Thursday, November 08, 2007

Technology And The Magic Of Music

The most concise—and reasonably meaningful—definition of computer programming I’ve ever seen was coined when European computer scientist Niklaus Wirth titled a book, “Algorithms + Data Structures = Programs.”

I’ve never seen an equally concise definition of music, but some book on jazz composition I once read summed up “music” simply as what you get when you combine melody with harmony and rhythm.

Now, polyphonic instruments—keyboards, guitars—instruments which can play multiple voices simultaneously, can make music. Single voice instruments—trumpets, oboes—can play melodies. (Yes, I know jazz sax players can honk out intervals, but that’s hardly normal sax playing.)

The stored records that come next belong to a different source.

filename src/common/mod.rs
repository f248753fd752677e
// Common utilities and abstractions module
// Logger must be first for macro availability
#[macro_use]
pub mod logger;

pub mod constants;
pub mod utils;
//! Clock abstraction for real and simulated time.
//!
//! The capture pipeline never reads the system clock directly; it is handed
//! an `Arc<dyn Clock>` so tests can fast-forward through a whole day.

use chrono::{DateTime, Utc};
use std::sync::Mutex;
use std::time::Duration;

/// Source of the current time and of blocking sleeps.
pub trait Clock: Send + Sync {
    /// Get the current time
    fn now(&self) -> DateTime<Utc>;

    /// Sleep for the specified duration (or simulate it)
    fn sleep(&self, duration: Duration);

    /// Check if this is a simulated clock
    fn is_simulated(&self) -> bool {
        false
    }
}

/// Wall clock backed by the operating system.
#[derive(Debug, Default, Clone, Copy)]
pub struct SystemClock;

impl Clock for SystemClock {
    fn now(&self) -> DateTime<Utc> {
        Utc::now()
    }

    fn sleep(&self, duration: Duration) {
        std::thread::sleep(duration);
    }
}

/// Fast-forward clock: every sleep advances the simulated time instantly.
#[derive(Debug)]
pub struct SimulatedClock {
    current: Mutex<DateTime<Utc>>,
}

impl SimulatedClock {
    pub fn new(start: DateTime<Utc>) -> Self {
        Self {
            current: Mutex::new(start),
        }
    }

    /// Move the clock forward without going through a sleep.
    pub fn advance(&self, duration: Duration) {
        let step = chrono::Duration::from_std(duration).unwrap_or(chrono::Duration::zero());
        let mut current = self.current.lock().unwrap_or_else(|e| e.into_inner());
        *current += step;
    }

    /// Jump to an arbitrary time, backwards included.
    pub fn set(&self, time: DateTime<Utc>) {
        *self.current.lock().unwrap_or_else(|e| e.into_inner()) = time;
    }
}

impl Clock for SimulatedClock {
    fn now(&self) -> DateTime<Utc> {
        *self.current.lock().unwrap_or_else(|e| e.into_inner())
    }

    fn sleep(&self, duration: Duration) {
        self.advance(duration);
    }

    fn is_simulated(&self) -> bool {
        true
    }
}
//! Remote archival over SSH.
//!
//! The session talks to the archive host through [`RemoteExecutor`]; the
//! production implementation is [`ssh::SshRemote`].
//!
//! ## Module Structure
//!
//! - [`ssh`]: `ssh`/`scp` child processes with per-command timeouts
//! - [`retry`]: bounded retry with exponential backoff

pub mod retry;
pub mod ssh;

use anyhow::Result;
use std::path::Path;

pub use retry::{RetryOutcome, RetryPolicy};
pub use ssh::SshRemote;

/// Result of one remote command or copy.
#[derive(Debug, Clone, PartialEq, Eq)]
pub enum RemoteStatus {
    Success,
    /// Non-zero exit; `code` is `None` when killed by a signal
    Failed { code: Option<i32>, stderr: String },
    TimedOut,
}

impl RemoteStatus {
    pub fn success(&self) -> bool {
        matches!(self, RemoteStatus::Success)
    }

    pub fn describe(&self) -> String {
        match self {
            RemoteStatus::Success => "success".to_string(),
            RemoteStatus::Failed { code, stderr } => {
                let code = code.map_or_else(|| "signal".to_string(), |c| c.to_string());
                let detail = stderr.trim();
                if detail.is_empty() {
                    format!("exit status {code}")
                } else {
                    format!("exit status {code}: {detail}")
                }
            }
            RemoteStatus::TimedOut => "timed out".to_string(),
        }
    }
}

/// Runs commands on, and copies files to, a remote host.
///
/// `Err` is reserved for failures to even start the operation (missing
/// binary, unreadable file); everything the remote side reports comes back
/// as a [`RemoteStatus`].
#[cfg_attr(test, mockall::automock)]
pub trait RemoteExecutor {
    fn run_remote_command(&self, host: &str, command: &str) -> Result<RemoteStatus>;

    fn copy_file(&self, local: &Path, host: &str, remote_dir: &str) -> Result<RemoteStatus>;
}

/// Archive destination: `host:base_dir/{date_label}`.
#[derive(Debug, Clone, PartialEq, Eq)]
pub struct RemoteTarget {
    pub host: String,
    pub base_dir: String,
}

impl RemoteTarget {
    pub fn new(host: impl Into<String>, base_dir: impl Into<String>) -> Self {
        Self {
            host: host.into(),
            base_dir: base_dir.into(),
        }
    }

    /// Remote directory for one batch.
    pub fn batch_dir(&self, date_label: &str) -> String {
        let base = self.base_dir.trim_end_matches('/');
        if base.is_empty() {
            format!("/{date_label}")
        } else {
            format!("{base}/{date_label}")
        }
    }
}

With modern synthesizers having such great sound-modeling abilities, why does any musician choose to limit himself (or herself—Hi, Angie!) to a melody-centric instrument, a single voice instrument?

When I was very young and wanted to learn some instrument for making music, I gave my choice a lot of thought. Many different elements contributed to my thinking. Trivial, simple things like as a writer I already spent hours every day at a keyboard so I wanted to avoid just moving to different shaped keys. But I also considered more complicated things like polyphony and I liked the idea that guitars are actually fingers-against-strings with no mechanical intermediary.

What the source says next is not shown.